(Dataset entries Opens)

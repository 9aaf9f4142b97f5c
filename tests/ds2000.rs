
use ds2000::devices::ds2000::acquire::{AcquireType, MemoryDepth};
use ds2000::devices::ds2000::channel::Coupling;
use ds2000::devices::ds2000::trigger::{Sweep, TriggerMode, TriggerStatus};
use ds2000::devices::ds2000::trigger::edge::EdgeSource;
use ds2000::{Config, DS2000, Error, MockTransport};

const IDN:&str = "RIGOL TECHNOLOGIES,DS2202,DS2A0000000001,00.02.01.00.00";

fn connect() -> (MockTransport, DS2000) {
	let mock = MockTransport::new();
	mock.reply("*IDN", IDN);
	let scope = DS2000::with_transport(Box::new(mock.clone()), Config::default()).unwrap();
	mock.clear_sent();
	(mock, scope)
}

#[test]
fn handshake_reads_the_identity() {
	let (_mock, mut scope) = connect();
	assert_eq!(scope.identity().manufacturer, "RIGOL TECHNOLOGIES");
	assert_eq!(scope.identity().model, "DS2202");
	assert_eq!(scope.info().unwrap().fw_version, "00.02.01.00.00");
}

#[test]
fn wrong_model_is_rejected() {
	let mock = MockTransport::new();
	mock.reply("*IDN", "Agilent Technologies,DSO-X 2002A,MY12345678,02.35.2013061800");
	assert!(matches!(DS2000::with_transport(Box::new(mock), Config::default()), Err(Error::WrongModel(_))));
}

#[test]
fn settings_read_back() {
	let (mock, mut scope) = connect();

	scope.acquire().set_type(AcquireType::Average).unwrap();
	assert_eq!(mock.last_sent().as_deref(), Some(":ACQuire:TYPE AVERages"));
	assert_eq!(scope.acquire().acquire_type().unwrap(), AcquireType::Average);

	scope.acquire().set_averages(64).unwrap();
	assert_eq!(scope.acquire().averages().unwrap(), 64);

	let mut ch = scope.channel(2).unwrap();
	ch.set_probe_ratio(10.0).unwrap();
	ch.set_scale(1.0).unwrap();
	ch.set_coupling(Coupling::Ac).unwrap();
	assert_eq!(ch.scale().unwrap(), 1.0);
	assert_eq!(ch.probe_ratio().unwrap(), 10.0);
	assert_eq!(ch.coupling().unwrap(), Coupling::Ac);
}

#[test]
fn replies_in_scientific_notation() {
	let (mock, mut scope) = connect();
	mock.reply(":TIMebase:MAIN:SCALe", "1.000000e-06")
		.reply(":ACQuire:MDEPth", "1.400000e+04")
		.reply(":ACQuire:SRATe", "2.000000e+09");

	assert_eq!(scope.timebase().scale().unwrap(), 1e-6);
	assert_eq!(scope.acquire().memory_depth().unwrap(), MemoryDepth::Points(14_000));
	assert_eq!(scope.acquire().sample_rate().unwrap(), 2e9);
}

#[test]
fn rejected_values_are_never_sent() {
	let (mock, mut scope) = connect();

	assert!(matches!(scope.timebase().set_scale(2000.0), Err(Error::OutOfRange{ name: "scale", .. })));
	assert!(matches!(scope.acquire().set_averages(100), Err(Error::OutOfRange{ .. })));
	assert!(matches!(scope.channel(3), Err(Error::InvalidChannel(3))));
	assert!(matches!(scope.bus(0), Err(Error::InvalidBus(0))));
	assert!(mock.sent().is_empty());
}

#[test]
fn trigger_level_follows_the_source_channel() {
	let (mock, mut scope) = connect();
	mock.reply(":CHANnel1:SCALe", "5.000000e-01").reply(":CHANnel1:OFFSet", "0.000000e+00");

	scope.trigger().edge().set_source(EdgeSource::Channel1).unwrap();
	scope.trigger().edge().set_level(2.0).unwrap();
	assert!(matches!(scope.trigger().edge().set_level(3.0), Err(Error::OutOfRange{ name: "level", .. })));

	scope.trigger().edge().set_source(EdgeSource::External).unwrap();
	assert!(matches!(scope.trigger().edge().set_level(0.1), Err(Error::InvalidState(_))));
}

#[test]
fn transport_failures_propagate() {
	let (mock, mut scope) = connect();
	mock.fail(true);
	assert!(matches!(scope.run(), Err(Error::Io(_))));
	assert!(matches!(scope.timebase().scale(), Err(Error::Io(_))));
}

#[test]
fn unanswered_queries_time_out() {
	let (_mock, mut scope) = connect();
	assert!(matches!(scope.timebase().scale(), Err(Error::Vxi11{ code: 15, .. })));
}

#[test]
fn disconnect_closes_the_link() {
	let (mock, mut scope) = connect();
	scope.disconnect().unwrap();
	assert!(mock.is_closed());
	assert!(!scope.is_connected());
	assert!(matches!(scope.stop(), Err(Error::NotConnected)));
	scope.disconnect().unwrap();
}

#[test]
fn snapshot_serializes() {
	let (mock, mut scope) = connect();
	mock.reply(":TIMebase:MAIN:SCALe", "1.000000e-03")
		.reply(":TRIGger:MODE", "EDGE")
		.reply(":TRIGger:SWEep", "NORM")
		.reply(":TRIGger:STATus", "TD");
	for n in 1..=2 {
		mock.reply(&format!(":CHANnel{}:DISPlay", n), "1")
			.reply(&format!(":CHANnel{}:SCALe", n), "2.000000e-01")
			.reply(&format!(":CHANnel{}:OFFSet", n), "0.000000e+00")
			.reply(&format!(":CHANnel{}:PROBe", n), "1.000000e+00")
			.reply(&format!(":CHANnel{}:COUPling", n), "DC");
	}

	let snapshot = scope.snapshot().unwrap();
	assert_eq!(snapshot.trigger_mode, TriggerMode::Edge);
	assert_eq!(snapshot.trigger_sweep, Sweep::Normal);
	assert_eq!(snapshot.trigger_status, TriggerStatus::Triggered);
	assert_eq!(snapshot.ch2.scale, 0.2);

	let json = serde_json::to_string(&snapshot).unwrap();
	assert!(json.contains("\"model\":\"DS2202\""));
	assert!(json.contains("\"time_scale\":0.001"));
}

#[test]
fn system_commands() {
	let (mock, mut scope) = connect();
	scope.autoscale().unwrap();
	scope.single().unwrap();
	scope.force_trigger().unwrap();
	scope.level_50().unwrap();
	assert_eq!(mock.sent(), vec![":AUToscale", ":SINGle", ":TFORce", ":TLHAlf"]);
}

(Dataset entries Closes)

How many lines of the entries above hold the string "MAIN"? Reply with the number alone.

2